ReadyFlow: Kafka to Kudu
This use case shows you how you can move your data from a Kafka topic into Apache Kudu in your Cloudera Public Cloud Real-time Data Mart cluster. You can learn how to create such a data flow easily using the Kafka to Kudu ReadyFlow.
This ReadyFlow consumes JSON, CSV or Avro data from a source Kafka topic, parses the schema by looking up the schema name in the Cloudera Schema Registry and ingests it into a Kudu table. You can pick the Kudu operation (INSERT, INSERT_IGNORE, UPSERT, UPDATE, DELETE, UPDATE_IGNORE, DELETE_IGNORE) that fits best for your use case. Failed Kudu write operations are retried automatically to handle transient issues. Define a KPI on the failure_WriteToKudu connection to monitor failed write operations.

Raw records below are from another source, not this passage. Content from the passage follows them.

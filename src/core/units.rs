pub const WATTS_PER_KILOWATT: u32 = 1_000;
pub const KILOWATTS_PER_MEGAWATT: u32 = 1_000;
pub const HOURS_PER_DAY: u32 = 24;
pub const DAYS_PER_YEAR: u32 = 365;
pub const HOURS_PER_YEAR: u32 = HOURS_PER_DAY * DAYS_PER_YEAR;
pub const HOURS_PER_LEAP_YEAR: u32 = HOURS_PER_DAY * 366;

/// Real discount rate applied when annualizing capital expenditure.
pub const DISCOUNT_RATE: f64 = 0.05;

/// Annualize a capital cost over a component or network lifetime using the
/// capital recovery factor at [`DISCOUNT_RATE`].
pub fn annualize_capex(capex: f64, lifetime_yrs: f64) -> f64 {
    if lifetime_yrs <= 0. {
        return capex;
    }
    let i = DISCOUNT_RATE;
    let factor = (1. + i).powf(lifetime_yrs);
    capex * i * factor / (factor - 1.)
}

#[cfg(test)]
mod tests {
    use super::*;
    use approx::assert_relative_eq;
    use rstest::*;

    #[rstest]
    fn test_annualize_capex() {
        // capital recovery factor for 20 years at 5% is 0.0802425...
        assert_relative_eq!(
            annualize_capex(1_000., 20.),
            80.24258719,
            max_relative = 1e-7
        );
    }

    #[rstest]
    fn test_annualize_capex_zero_lifetime() {
        assert_relative_eq!(annualize_capex(500., 0.), 500.);
    }
}
use anyhow::bail;
use std::fmt;
use std::ops::{Add, Sub};
use strum_macros::{Display, EnumIter, EnumString};

/// Structural role a flow connects, drawn from a fixed vocabulary.
///
/// Flows always run from a source category to a sink category; only a subset
/// of the category pairs describe a physically meaningful exchange and the
/// constructor rejects the rest.
#[derive(Clone, Copy, Debug, Display, EnumIter, EnumString, Eq, Hash, PartialEq)]
#[strum(serialize_all = "snake_case")]
pub enum FlowCategory {
    Source,
    Primary,
    Secondary,
    Tertiary,
    Storage,
    Consumer,
    Environment,
}

impl FlowCategory {
    fn can_flow_to(self, sink: FlowCategory) -> bool {
        use FlowCategory::*;
        matches!(
            (self, sink),
            (Source, Primary)
                | (Source, Secondary)
                | (Source, Tertiary)
                | (Source, Storage)
                | (Source, Consumer)
                | (Primary, Consumer)
                | (Primary, Tertiary)
                | (Primary, Environment)
                | (Secondary, Primary)
                | (Secondary, Tertiary)
                | (Secondary, Environment)
                | (Tertiary, Environment)
                | (Storage, Primary)
                | (Storage, Consumer)
                | (Environment, Primary)
                | (Environment, Secondary)
                | (Environment, Tertiary)
        )
    }
}

/// An hourly time series of energy exchanged between two structural
/// categories, tagged with the energy carrier it is made of.
///
/// Profiles hold either a full annual series or a single value (the result of
/// [`EnergyFlow::isolate_peak`]). Values are in kWh per timestep and must be
/// non-negative unless the flow was constructed for diagnostics via
/// [`EnergyFlow::new_allow_negative`]. Flows are immutable once constructed;
/// arithmetic produces new flows.
#[derive(Clone, Debug, PartialEq)]
pub struct EnergyFlow {
    source: FlowCategory,
    sink: FlowCategory,
    carrier: String,
    profile: Vec<f64>,
    allow_negative: bool,
}

impl EnergyFlow {
    pub fn new(
        source: FlowCategory,
        sink: FlowCategory,
        carrier: impl Into<String>,
        profile: Vec<f64>,
    ) -> anyhow::Result<Self> {
        Self::build(source, sink, carrier.into(), profile, false)
    }

    /// Construct a flow that tolerates negative profile values. Only intended
    /// for diagnostic flows (e.g. net balances); dispatch never produces one.
    pub fn new_allow_negative(
        source: FlowCategory,
        sink: FlowCategory,
        carrier: impl Into<String>,
        profile: Vec<f64>,
    ) -> anyhow::Result<Self> {
        Self::build(source, sink, carrier.into(), profile, true)
    }

    fn build(
        source: FlowCategory,
        sink: FlowCategory,
        carrier: String,
        profile: Vec<f64>,
        allow_negative: bool,
    ) -> anyhow::Result<Self> {
        if !source.can_flow_to(sink) {
            bail!("An energy flow from category '{source}' to category '{sink}' is not a valid exchange.");
        }
        if profile.is_empty() {
            bail!("An energy flow requires a non-empty profile.");
        }
        if !allow_negative {
            if let Some(bad) = profile.iter().find(|v| **v < 0.) {
                bail!(
                    "Energy flow profile for carrier '{carrier}' ({source} -> {sink}) contains a negative value ({bad}); negative flows are only permitted for diagnostics."
                );
            }
        }
        Ok(Self {
            source,
            sink,
            carrier,
            profile,
            allow_negative,
        })
    }

    pub fn source(&self) -> FlowCategory {
        self.source
    }

    pub fn sink(&self) -> FlowCategory {
        self.sink
    }

    pub fn carrier(&self) -> &str {
        &self.carrier
    }

    pub fn profile(&self) -> &[f64] {
        &self.profile
    }

    /// Collapse the profile to a single value equal to its maximum - the
    /// sizing signal for capacity calculations.
    pub fn isolate_peak(&self) -> EnergyFlow {
        EnergyFlow {
            source: self.source,
            sink: self.sink,
            carrier: self.carrier.clone(),
            profile: vec![self.peak()],
            allow_negative: self.allow_negative,
        }
    }

    pub fn peak(&self) -> f64 {
        self.profile.iter().copied().fold(f64::MIN, f64::max)
    }

    pub fn annual_total(&self) -> f64 {
        self.profile.iter().sum()
    }

    /// Subtract another profile value-by-value, clamping at zero. Used to net
    /// local potentials (e.g. on-site PV) off a demand before sizing.
    pub fn net_of(&self, other: &EnergyFlow) -> anyhow::Result<EnergyFlow> {
        if self.carrier != other.carrier {
            bail!(
                "Cannot net flows of different energy carriers ('{}' vs '{}').",
                self.carrier,
                other.carrier
            );
        }
        let profile = self
            .profile
            .iter()
            .enumerate()
            .map(|(t, v)| (v - other.profile.get(t).copied().unwrap_or(0.)).max(0.))
            .collect();
        EnergyFlow::build(
            self.source,
            self.sink,
            self.carrier.clone(),
            profile,
            self.allow_negative,
        )
    }

    fn combine(&self, other: &EnergyFlow, op: impl Fn(f64, f64) -> f64) -> anyhow::Result<Self> {
        if self.carrier != other.carrier {
            bail!(
                "Cannot combine energy flows of different carriers ('{}' and '{}').",
                self.carrier,
                other.carrier
            );
        }
        if self.profile.len() != other.profile.len() {
            bail!(
                "Cannot combine energy flows with profiles of different length ({} and {}).",
                self.profile.len(),
                other.profile.len()
            );
        }
        let profile = self
            .profile
            .iter()
            .zip(other.profile.iter())
            .map(|(a, b)| op(*a, *b))
            .collect();
        Self::build(
            self.source,
            self.sink,
            self.carrier.clone(),
            profile,
            self.allow_negative || other.allow_negative,
        )
    }
}

impl Add for &EnergyFlow {
    type Output = anyhow::Result<EnergyFlow>;

    fn add(self, rhs: Self) -> Self::Output {
        self.combine(rhs, |a, b| a + b)
    }
}

impl Sub for &EnergyFlow {
    type Output = anyhow::Result<EnergyFlow>;

    fn sub(self, rhs: Self) -> Self::Output {
        self.combine(rhs, |a, b| a - b)
    }
}

impl fmt::Display for EnergyFlow {
    fn fmt(&self, f: &mut fmt::Formatter<'_>) -> fmt::Result {
        write!(
            f,
            "{} -> {} [{}], {} value(s)",
            self.source,
            self.sink,
            self.carrier,
            self.profile.len()
        )
    }
}

/// Parse the temperature in degrees Celsius out of a thermal-water carrier
/// code of the form `T60W`.
pub fn carrier_temperature(carrier: &str) -> Option<f64> {
    let rest = carrier.strip_prefix('T')?.strip_suffix('W')?;
    rest.parse().ok()
}

pub fn carrier_is_electricity(carrier: &str) -> bool {
    carrier.starts_with('E') && carrier.len() > 1
}

pub fn carrier_is_thermal(carrier: &str) -> bool {
    carrier_temperature(carrier).is_some()
}

/// Reduce a leap-year hourly profile (8784 values) to 8760 values by removing
/// the 24 hours corresponding to 29 February. Profiles already 8760 long (or
/// any other length) are returned unchanged.
pub fn strip_leap_day(profile: Vec<f64>) -> Vec<f64> {
    use super::units::{HOURS_PER_DAY, HOURS_PER_LEAP_YEAR};

    if profile.len() != HOURS_PER_LEAP_YEAR as usize {
        return profile;
    }
    // Feb 29 occupies hours (31 + 28) * 24 .. (31 + 29) * 24
    let start = (59 * HOURS_PER_DAY) as usize;
    let end = (60 * HOURS_PER_DAY) as usize;
    profile
        .into_iter()
        .enumerate()
        .filter_map(|(i, v)| (!(start..end).contains(&i)).then_some(v))
        .collect()
}

/// Look up the hour index of the peak value and render it as a timestamp in a
/// reference non-leap year.
pub fn peak_timestamp(profile: &[f64]) -> Option<String> {
    use chrono::{Duration, NaiveDate};

    let (peak_idx, _) = profile
        .iter()
        .enumerate()
        .max_by(|(_, a), (_, b)| a.total_cmp(b))?;
    let start = NaiveDate::from_ymd_opt(2025, 1, 1)?.and_hms_opt(0, 0, 0)?;
    Some(
        (start + Duration::hours(peak_idx as i64))
            .format("%Y-%m-%d %H:%M:%S")
            .to_string(),
    )
}
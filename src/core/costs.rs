use crate::core::component::{Component, ComponentClass};
use crate::core::energy_flow::{carrier_is_electricity, carrier_temperature};
use crate::core::supply_system::structure::COOLING_SUPPLY_TEMP_MAX;
use crate::core::supply_system::system::SupplySystem;
use crate::core::units::annualize_capex;
use crate::input::{NetworkEdge, NetworkType, PipeCatalogRow, Scale, ServiceKind};
use indexmap::IndexMap;
use tracing::warn;

/// Unmapped energy-carrier costs below this are ignored silently; above it
/// they are surfaced as a warning.
pub const UNMAPPED_CARRIER_WARN_THRESHOLD_USD: f64 = 100.;

/// Thermal-water carriers at or above this temperature classify as space
/// heating rather than domestic hot water.
const HEATING_SUPPLY_TEMP_MIN: f64 = 60.;

/// Cost attribution of one derived service, with its component and
/// energy-carrier breakdown and ownership scale.
#[derive(Clone, Debug, PartialEq)]
pub struct ServiceCost {
    pub capex_total_usd: f64,
    pub capex_a_usd: f64,
    pub opex_fixed_usd: f64,
    pub opex_a_fixed_usd: f64,
    pub opex_var_usd: f64,
    pub opex_a_var_usd: f64,
    pub opex_usd: f64,
    pub opex_a_usd: f64,
    pub tac_usd: f64,
    pub scale: Scale,
    pub components: Vec<ComponentShare>,
    pub energy_costs: Vec<CarrierShare>,
}

#[derive(Clone, Debug, PartialEq)]
pub struct ComponentShare {
    pub code: String,
    pub placement: String,
    pub capacity_kw: f64,
    pub capex_usd: f64,
}

#[derive(Clone, Debug, PartialEq)]
pub struct CarrierShare {
    pub carrier: String,
    pub cost_usd: f64,
}

impl ServiceCost {
    fn zero(scale: Scale) -> Self {
        Self {
            capex_total_usd: 0.,
            capex_a_usd: 0.,
            opex_fixed_usd: 0.,
            opex_a_fixed_usd: 0.,
            opex_var_usd: 0.,
            opex_a_var_usd: 0.,
            opex_usd: 0.,
            opex_a_usd: 0.,
            tac_usd: 0.,
            scale,
            components: vec![],
            energy_costs: vec![],
        }
    }

    fn finalize(&mut self) {
        self.opex_usd = self.opex_fixed_usd + self.opex_var_usd;
        self.opex_a_usd = self.opex_a_fixed_usd + self.opex_a_var_usd;
        self.tac_usd = self.capex_a_usd + self.opex_a_usd;
    }
}

/// Who a supply system belongs to and which of the owning building's
/// services are met by a network, for scale tagging and prefix fallbacks.
#[derive(Clone, Debug, Default)]
pub struct ExtractionContext {
    /// `Some` for a network-level system, `None` for a standalone one.
    pub network_type: Option<NetworkType>,
    /// `None` for a system owned by a whole network rather than a building.
    pub building: Option<String>,
    pub network_connected_services: Vec<ServiceKind>,
}

impl ExtractionContext {
    pub fn stand_alone(building: &str, network_connected_services: Vec<ServiceKind>) -> Self {
        Self {
            network_type: None,
            building: Some(building.to_string()),
            network_connected_services,
        }
    }

    pub fn network(network_type: NetworkType) -> Self {
        Self {
            network_type: Some(network_type),
            building: None,
            network_connected_services: vec![],
        }
    }

    /// The scale a service of this system is owned at. A real building that
    /// is not network-connected for the service is BUILDING scale regardless
    /// of what its underlying assembly claims.
    fn scale_for(&self, service: ServiceKind) -> Scale {
        match &self.building {
            None => Scale::District,
            Some(_) if self.network_connected_services.contains(&service) => Scale::District,
            Some(_) => Scale::Building,
        }
    }
}

/// Classify which service a component serves.
///
/// Cooling equipment is recognized by its code prefix; boilers and heat
/// pumps are split between space heating and hot water by the temperature of
/// their output carrier. This temperature heuristic is transitional - once
/// the technology database tags service type per component it disappears, so
/// keep it behind this single function.
pub fn classify_component(component: &Component) -> ServiceKind {
    if ["CH", "VCCH", "ACH", "CT"]
        .iter()
        .any(|prefix| component.code.starts_with(prefix))
    {
        return ServiceKind::Cooling;
    }
    if component.code.starts_with("BO") || component.code.starts_with("HP") {
        if let Some(temp) = carrier_temperature(&component.output_carrier) {
            return if temp >= HEATING_SUPPLY_TEMP_MIN {
                ServiceKind::Heating
            } else {
                ServiceKind::HotWater
            };
        }
    }
    match component.class {
        ComponentClass::VaporCompressionChiller
        | ComponentClass::AbsorptionChiller
        | ComponentClass::CoolingTower => ServiceKind::Cooling,
        _ => ServiceKind::Heating,
    }
}

/// Carrier-code to service-name-prefix table shared by the component-based
/// and carrier-based extraction paths.
fn carrier_prefix(carrier: &str) -> Option<&'static str> {
    if carrier_is_electricity(carrier) {
        return Some("GRID");
    }
    if let Some(temp) = carrier_temperature(carrier) {
        if temp <= COOLING_SUPPLY_TEMP_MAX {
            return Some("DC");
        }
        if temp >= 40. {
            return Some("DH");
        }
        // the rejection loop is never purchased
        return None;
    }
    match carrier {
        "NG" => Some("NG"),
        "OIL" => Some("OIL"),
        "COAL" => Some("COAL"),
        "WOOD" => Some("WOOD"),
        "BG" => Some("BG"),
        "BM" => Some("BM"),
        "H2" => Some("H2"),
        "DH" => Some("DH"),
        "DC" => Some("DC"),
        _ => None,
    }
}

/// Map a raw carrier entry of the annual cost table to a service. Heating
/// fuels default to space heating, the chilled-water carrier to cooling;
/// electricity is ambiguous and returns `None`, to be reconciled against
/// already-known service names instead.
pub fn carrier_service(carrier: &str) -> Option<(&'static str, ServiceKind)> {
    if carrier_is_electricity(carrier) {
        return None;
    }
    let prefix = carrier_prefix(carrier)?;
    let service = match prefix {
        "DC" => ServiceKind::Cooling,
        _ => ServiceKind::Heating,
    };
    Some((prefix, service))
}

fn component_service_prefix(component: &Component, context: &ExtractionContext) -> String {
    if let Some(prefix) = component
        .input_carrier
        .as_deref()
        .and_then(carrier_prefix)
    {
        return prefix.to_string();
    }
    // no resolvable input carrier: fall back to the network carrier when the
    // system is known network-connected, else assume grid electricity
    match context.network_type {
        Some(network_type) => network_type.to_string(),
        None => "GRID".to_string(),
    }
}

/// Transform a supply system's installed components and annual cost table
/// into named services with correct ownership scale.
pub fn extract_supply_costs(
    system: &SupplySystem,
    context: &ExtractionContext,
) -> IndexMap<String, ServiceCost> {
    let mut services: IndexMap<String, ServiceCost> = Default::default();
    let mut component_codes: Vec<String> = vec![];

    for components in system.installed_components().values() {
        for component in components.values() {
            component_codes.push(component.code.clone());
            let service = match context.network_type {
                Some(NetworkType::DH) => ServiceKind::Heating,
                Some(NetworkType::DC) => ServiceKind::Cooling,
                None => classify_component(component),
            };
            let name = format!(
                "{}{}",
                component_service_prefix(component, context),
                service.suffix()
            );
            let entry = services
                .entry(name)
                .or_insert_with(|| ServiceCost::zero(context.scale_for(service)));
            entry.capex_total_usd += component.inv_cost_usd;
            entry.capex_a_usd += component.inv_cost_a_usd;
            entry.opex_fixed_usd += component.opex_fixed_a_usd;
            entry.opex_a_fixed_usd += component.opex_fixed_a_usd;
            entry.components.push(ComponentShare {
                code: component.code.clone(),
                placement: component.placement.to_string(),
                capacity_kw: component.capacity_kw,
                capex_usd: component.inv_cost_usd,
            });
        }
    }

    for (key, cost) in system.annual_cost() {
        if component_codes.contains(key) {
            continue;
        }
        let target = match carrier_service(key) {
            Some((prefix, service)) => Some((format!("{prefix}{}", service.suffix()), service)),
            None => {
                // ambiguous carrier (electricity): reconcile against known
                // service names sharing the prefix, so that electricity cost
                // lands under the service of the equipment consuming it
                carrier_prefix(key).and_then(|prefix| {
                    services
                        .keys()
                        .find(|name| name.starts_with(&format!("{prefix}_")))
                        .cloned()
                        .map(|name| {
                            let service = suffix_service(&name);
                            (name, service)
                        })
                })
            }
        };
        match target {
            Some((name, service)) => {
                let entry = services
                    .entry(name)
                    .or_insert_with(|| ServiceCost::zero(context.scale_for(service)));
                entry.opex_var_usd += cost;
                entry.opex_a_var_usd += cost;
                entry.energy_costs.push(CarrierShare {
                    carrier: key.clone(),
                    cost_usd: *cost,
                });
            }
            None => {
                if *cost > UNMAPPED_CARRIER_WARN_THRESHOLD_USD {
                    warn!(
                        "⚠ Annual cost of {cost:.0} USD on carrier '{key}' could not be attributed to any service{}.",
                        context
                            .building
                            .as_deref()
                            .map(|b| format!(" of building {b}"))
                            .unwrap_or_default()
                    );
                }
            }
        }
    }

    for service in services.values_mut() {
        service.finalize();
    }
    services
}

fn suffix_service(name: &str) -> ServiceKind {
    if name.ends_with("_cs") {
        ServiceKind::Cooling
    } else if name.ends_with("_ww") {
        ServiceKind::HotWater
    } else {
        ServiceKind::Heating
    }
}

/// Union two per-service cost maps into a new one, summing where both sides
/// carry the same service.
pub fn merge_service_costs(
    left: &IndexMap<String, ServiceCost>,
    right: &IndexMap<String, ServiceCost>,
) -> IndexMap<String, ServiceCost> {
    let mut merged = left.clone();
    for (name, addition) in right {
        match merged.get_mut(name) {
            None => {
                merged.insert(name.clone(), addition.clone());
            }
            Some(entry) => {
                entry.capex_total_usd += addition.capex_total_usd;
                entry.capex_a_usd += addition.capex_a_usd;
                entry.opex_fixed_usd += addition.opex_fixed_usd;
                entry.opex_a_fixed_usd += addition.opex_a_fixed_usd;
                entry.opex_var_usd += addition.opex_var_usd;
                entry.opex_a_var_usd += addition.opex_a_var_usd;
                entry.components.extend(addition.components.clone());
                entry.energy_costs.extend(addition.energy_costs.clone());
                entry.finalize();
            }
        }
    }
    merged
}

/// Rename the `_hs`-suffixed services of a DHW-fallback system to `_ww`.
pub fn rename_heating_services_to_hot_water(
    services: IndexMap<String, ServiceCost>,
) -> IndexMap<String, ServiceCost> {
    services
        .into_iter()
        .map(|(name, cost)| match name.strip_suffix("_hs") {
            Some(prefix) => (format!("{prefix}_ww"), cost),
            None => (name, cost),
        })
        .collect()
}

/// Capital cost of a network's piping, reported alongside (never merged
/// into) the per-service cost table.
#[derive(Clone, Debug, Default, PartialEq)]
pub struct PipingCost {
    pub length_m: f64,
    pub capex_total_usd: f64,
    pub capex_a_usd: f64,
}

/// Piping cost from edge lengths and diameter-indexed unit costs, annualized
/// over the configured network lifetime. Each edge is priced at the catalog
/// row nearest its diameter.
pub fn calc_network_piping_cost(
    edges: &[NetworkEdge],
    catalog: &[PipeCatalogRow],
    network_lifetime_yrs: f64,
) -> PipingCost {
    if catalog.is_empty() {
        return PipingCost::default();
    }
    let mut length_m = 0.;
    let mut capex_total_usd = 0.;
    for edge in edges {
        if let Some(row) = catalog.iter().min_by(|a, b| {
            (a.diameter_mm - edge.diameter_mm)
                .abs()
                .total_cmp(&(b.diameter_mm - edge.diameter_mm).abs())
        }) {
            length_m += edge.length_m;
            capex_total_usd += edge.length_m * row.cost_usd_per_m;
        }
    }
    PipingCost {
        length_m,
        capex_total_usd,
        capex_a_usd: annualize_capex(capex_total_usd, network_lifetime_yrs),
    }
}
extern crate district_supply;

use clap::Parser;
use district_supply::input::{Config, FileLocator};
use district_supply::output::FileOutput;
use district_supply::run_district;
use std::fs;
use std::fs::File;
use std::io::BufReader;
use std::path::PathBuf;

#[derive(Parser, Debug)]
#[clap(author, version, about, long_about = None)]
struct DistrictArgs {
    /// Scenario directory holding the assembly, technology, demand and
    /// network tables
    scenario_dir: String,
    /// JSON configuration file driving the run
    config_file: String,
    #[arg(long, short, help = "Directory the result tables are written into")]
    output_dir: Option<String>,
}

fn main() -> anyhow::Result<()> {
    let args = DistrictArgs::parse();

    // set up basic tracing
    let tracing_subscriber = tracing_subscriber::fmt::fmt()
        .with_max_level(tracing::Level::INFO)
        .finish();
    tracing::subscriber::set_global_default(tracing_subscriber)
        .expect("setting tracing subscriber failed");

    let config = Config::from_json(BufReader::new(File::open(&args.config_file)?))?;

    let output_dir = PathBuf::from(match args.output_dir {
        Some(dir) => dir,
        None => format!("{}__results", args.scenario_dir.trim_end_matches('/')),
    });
    fs::create_dir_all(&output_dir)?;

    let locator = FileLocator::new(&args.scenario_dir);
    let results = run_district(
        &locator,
        &config,
        FileOutput::new(output_dir.clone(), "{}.csv".to_string()),
    )?;

    println!(
        "Calculated {} building(s) and {} network system(s); results written to {}",
        results.buildings.len(),
        results.networks.len(),
        output_dir.display()
    );

    Ok(())
}
use anyhow::anyhow;
use formatx::formatx;
use std::fmt::Debug;
use std::fs::File;
use std::io;
use std::io::{BufWriter, Write};
use std::path::PathBuf;

/// Sink for the result tables of a run. Each table requests a writer under a
/// location key (`service_costs`, `piping`, ...); implementations decide
/// where the bytes go.
pub trait Output: Debug {
    fn writer_for_location_key(&self, location_key: &str) -> anyhow::Result<impl Write>;
    /// A no-op output lets callers skip assembling the tables entirely.
    fn is_noop(&self) -> bool {
        false
    }
}

/// Writes one file per location key into a directory, naming each file
/// through a template such as `{}.csv`.
#[derive(Debug)]
pub struct FileOutput {
    directory_path: PathBuf,
    file_template: String,
}

impl FileOutput {
    pub fn new(directory_path: PathBuf, file_template: String) -> Self {
        Self {
            directory_path,
            file_template,
        }
    }
}

impl Output for FileOutput {
    fn writer_for_location_key(&self, location_key: &str) -> anyhow::Result<impl Write> {
        let file_name = formatx!(&self.file_template, location_key)
            .map_err(|error| anyhow!("bad output file template: {error}"))?;
        Ok(BufWriter::new(File::create(
            self.directory_path.join(file_name),
        )?))
    }
}

impl Output for &FileOutput {
    fn writer_for_location_key(&self, location_key: &str) -> anyhow::Result<impl Write> {
        <FileOutput as Output>::writer_for_location_key(self, location_key)
    }
}

/// Discards everything written to it.
#[derive(Debug, Default)]
pub struct SinkOutput;

impl Output for SinkOutput {
    fn writer_for_location_key(&self, _location_key: &str) -> anyhow::Result<impl Write> {
        Ok(io::sink())
    }

    fn is_noop(&self) -> bool {
        true
    }
}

Kafka to Kudu ReadyFlow details | |
---|---|
Source | Kafka topic |
Source Format | JSON, CSV, Avro |
Destination | Kudu |
Destination Format | Kudu Table |
Time series use cases analyse data obtained during specified intervals, and enable you to improve performance based on available data. Examples include:
-
Optimizing yield or yield quality in a manufacturing plant
-
Dynamically optimizing network capacity during peak load of better telecommunications uptime and services
These use cases require that you store events at a high frequency, while providing ad-hoc query and record update abilities.